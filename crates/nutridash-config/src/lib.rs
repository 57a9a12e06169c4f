//! Shared configuration for nutridash tools.
//!
//! TOML profiles layered with environment overrides, persisted token
//! stores (keyring or file), and translation to
//! `nutridash_core::DashboardConfig`.

mod tokens;

use std::collections::HashMap;
use std::num::NonZeroUsize;
use std::path::{Path, PathBuf};
use std::sync::Arc;
use std::time::Duration;

use directories::ProjectDirs;
use figment::{
    Figment,
    providers::{Env, Format, Serialized, Toml},
};
use serde::{Deserialize, Serialize};
use thiserror::Error;

use nutridash_api::TokenStore;
use nutridash_core::{CrawlSettings, DashboardConfig, TlsVerification};

pub use tokens::{FileTokenStore, KeyringTokenStore};

// ── Error ───────────────────────────────────────────────────────────

#[derive(Debug, Error)]
pub enum ConfigError {
    #[error("invalid {field}: {reason}")]
    Validation { field: String, reason: String },

    #[error("unknown profile '{profile}'")]
    UnknownProfile { profile: String },

    #[error("failed to serialize config: {0}")]
    Serialization(#[from] toml::ser::Error),

    #[error("config loading failed: {0}")]
    Figment(Box<figment::Error>),

    #[error("keyring error: {0}")]
    Keyring(#[from] keyring::Error),

    #[error("invalid stored session: {0}")]
    Json(#[from] serde_json::Error),

    #[error("IO error: {0}")]
    Io(#[from] std::io::Error),
}

impl From<figment::Error> for ConfigError {
    fn from(err: figment::Error) -> Self {
        Self::Figment(Box::new(err))
    }
}

// ── TOML config structs ─────────────────────────────────────────────

/// Top-level TOML configuration.
#[derive(Debug, Deserialize, Serialize)]
pub struct Config {
    /// Default profile name.
    pub default_profile: Option<String>,

    /// Global defaults.
    #[serde(default)]
    pub defaults: Defaults,

    /// Named backend profiles.
    #[serde(default)]
    pub profiles: HashMap<String, Profile>,
}

impl Default for Config {
    fn default() -> Self {
        Self {
            default_profile: Some("default".into()),
            defaults: Defaults::default(),
            profiles: HashMap::new(),
        }
    }
}

impl Config {
    /// Profile name to use when none is given on the command line.
    pub fn active_profile_name(&self) -> &str {
        self.default_profile.as_deref().unwrap_or("default")
    }

    pub fn profile(&self, name: &str) -> Result<&Profile, ConfigError> {
        self.profiles
            .get(name)
            .ok_or_else(|| ConfigError::UnknownProfile {
                profile: name.into(),
            })
    }
}

/// Where a profile's session tokens are persisted.
#[derive(Debug, Clone, Copy, Default, PartialEq, Eq, Deserialize, Serialize)]
#[serde(rename_all = "lowercase")]
pub enum TokenStoreKind {
    /// OS keychain / secret service.
    #[default]
    Keyring,
    /// JSON file under the platform data directory.
    File,
}

#[derive(Debug, Deserialize, Serialize)]
pub struct Defaults {
    #[serde(default = "default_output")]
    pub output: String,

    #[serde(default)]
    pub insecure: bool,

    /// Request timeout in seconds.
    #[serde(default = "default_timeout")]
    pub timeout: u64,

    #[serde(default = "default_page_size")]
    pub page_size: usize,

    #[serde(default = "default_debounce_ms")]
    pub search_debounce_ms: u64,

    #[serde(default)]
    pub token_store: TokenStoreKind,
}

impl Default for Defaults {
    fn default() -> Self {
        Self {
            output: default_output(),
            insecure: false,
            timeout: default_timeout(),
            page_size: default_page_size(),
            search_debounce_ms: default_debounce_ms(),
            token_store: TokenStoreKind::default(),
        }
    }
}

fn default_output() -> String {
    "table".into()
}
fn default_timeout() -> u64 {
    15
}
fn default_page_size() -> usize {
    20
}
fn default_debounce_ms() -> u64 {
    300
}

/// A named backend profile.
#[derive(Debug, Clone, Default, Deserialize, Serialize)]
pub struct Profile {
    /// Admin API base URL (e.g., "https://admin.example.com/api/v1").
    pub api_url: String,

    /// Account email used by `auth login` when none is given.
    pub email: Option<String>,

    /// Path to custom CA certificate.
    pub ca_cert: Option<PathBuf>,

    /// Override insecure TLS setting.
    pub insecure: Option<bool>,

    /// Override timeout (seconds).
    pub timeout: Option<u64>,

    /// Rows per visible page.
    pub page_size: Option<usize>,

    pub search_debounce_ms: Option<u64>,

    /// Crawl page size after the bulk size is refused.
    pub crawl_page_size: Option<u32>,

    /// Page size of the first crawl request.
    pub crawl_bulk_page_size: Option<u32>,

    /// Pages fetched before a crawl is declared incomplete.
    pub crawl_max_pages: Option<u32>,

    /// Listing `sort` parameter, e.g. "name,asc".
    pub sort: Option<String>,

    pub token_store: Option<TokenStoreKind>,
}

// ── Paths ───────────────────────────────────────────────────────────

fn project_dirs() -> Option<ProjectDirs> {
    ProjectDirs::from("com", "nutridash", "nutridash")
}

fn dirs_fallback() -> PathBuf {
    let mut p = PathBuf::from(std::env::var("HOME").unwrap_or_else(|_| ".".into()));
    p.push(".config");
    p.push("nutridash");
    p
}

/// Resolve the config file path via XDG / platform conventions.
pub fn config_path() -> PathBuf {
    project_dirs().map_or_else(
        || dirs_fallback().join("config.toml"),
        |dirs| dirs.config_dir().join("config.toml"),
    )
}

/// Directory holding file-backed sessions.
pub fn data_dir() -> PathBuf {
    project_dirs().map_or_else(
        || dirs_fallback().join("data"),
        |dirs| dirs.data_dir().to_path_buf(),
    )
}

// ── Config loading ──────────────────────────────────────────────────

/// Load the full Config from the canonical file + environment.
pub fn load_config() -> Result<Config, ConfigError> {
    load_config_from(&config_path())
}

/// Load defaults, then `path` (if it exists), then `NUTRIDASH_*` env vars.
///
/// Nested keys use a double underscore:
/// `NUTRIDASH_PROFILES__STAGING__API_URL`.
pub fn load_config_from(path: &Path) -> Result<Config, ConfigError> {
    let figment = Figment::new()
        .merge(Serialized::defaults(Config::default()))
        .merge(Toml::file(path))
        .merge(Env::prefixed("NUTRIDASH_").split("__"));

    let config: Config = figment.extract()?;
    Ok(config)
}

/// Load config, returning a default if the file doesn't exist.
pub fn load_config_or_default() -> Config {
    load_config().unwrap_or_default()
}

// ── Config saving ───────────────────────────────────────────────────

/// Serialize config to TOML and write to the canonical config path.
pub fn save_config(cfg: &Config) -> Result<PathBuf, ConfigError> {
    let path = config_path();
    save_config_to(cfg, &path)?;
    Ok(path)
}

pub fn save_config_to(cfg: &Config, path: &Path) -> Result<(), ConfigError> {
    if let Some(parent) = path.parent() {
        std::fs::create_dir_all(parent)?;
    }
    let toml_str = toml::to_string_pretty(cfg)?;
    std::fs::write(path, toml_str)?;
    Ok(())
}

// ── Translation ─────────────────────────────────────────────────────

/// Build a `DashboardConfig` from a profile, falling back to `defaults`.
pub fn profile_to_dashboard_config(
    profile: &Profile,
    defaults: &Defaults,
) -> Result<DashboardConfig, ConfigError> {
    let api_url: url::Url = profile
        .api_url
        .parse()
        .map_err(|e| ConfigError::Validation {
            field: "api_url".into(),
            reason: format!("invalid URL '{}': {e}", profile.api_url),
        })?;

    let tls = if profile.insecure.unwrap_or(defaults.insecure) {
        TlsVerification::DangerAcceptInvalid
    } else if let Some(ref ca_path) = profile.ca_cert {
        TlsVerification::CustomCa(ca_path.clone())
    } else {
        TlsVerification::SystemDefaults
    };

    let page_size = profile.page_size.unwrap_or(defaults.page_size);
    let page_size = NonZeroUsize::new(page_size).ok_or_else(|| ConfigError::Validation {
        field: "page_size".into(),
        reason: "must be at least 1".into(),
    })?;

    let fallback = CrawlSettings::default();
    let crawl = CrawlSettings {
        bulk_page_size: positive(
            "crawl_bulk_page_size",
            profile.crawl_bulk_page_size,
            fallback.bulk_page_size,
        )?,
        page_size: positive(
            "crawl_page_size",
            profile.crawl_page_size,
            fallback.page_size,
        )?,
        max_pages: positive(
            "crawl_max_pages",
            profile.crawl_max_pages,
            fallback.max_pages,
        )?,
    };

    let mut config = DashboardConfig::new(api_url);
    config.tls = tls;
    config.timeout = Duration::from_secs(profile.timeout.unwrap_or(defaults.timeout));
    config.page_size = page_size;
    config.search_debounce = Duration::from_millis(
        profile
            .search_debounce_ms
            .unwrap_or(defaults.search_debounce_ms),
    );
    config.crawl = crawl;
    config.sort.clone_from(&profile.sort);
    Ok(config)
}

fn positive(field: &str, value: Option<u32>, fallback: u32) -> Result<u32, ConfigError> {
    match value {
        Some(0) => Err(ConfigError::Validation {
            field: field.into(),
            reason: "must be at least 1".into(),
        }),
        Some(v) => Ok(v),
        None => Ok(fallback),
    }
}

/// The token store a profile is configured to use.
pub fn token_store_for(
    profile_name: &str,
    profile: Option<&Profile>,
    defaults: &Defaults,
) -> Arc<dyn TokenStore> {
    let kind = profile
        .and_then(|p| p.token_store)
        .unwrap_or(defaults.token_store);
    match kind {
        TokenStoreKind::Keyring => Arc::new(KeyringTokenStore::new(profile_name)),
        TokenStoreKind::File => Arc::new(FileTokenStore::for_profile(profile_name)),
    }
}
---------------
* **Prompt**
Among the entries above, how many lines contain the string "seconds"? Only the number should be given.

* **Solution to the exercise**
2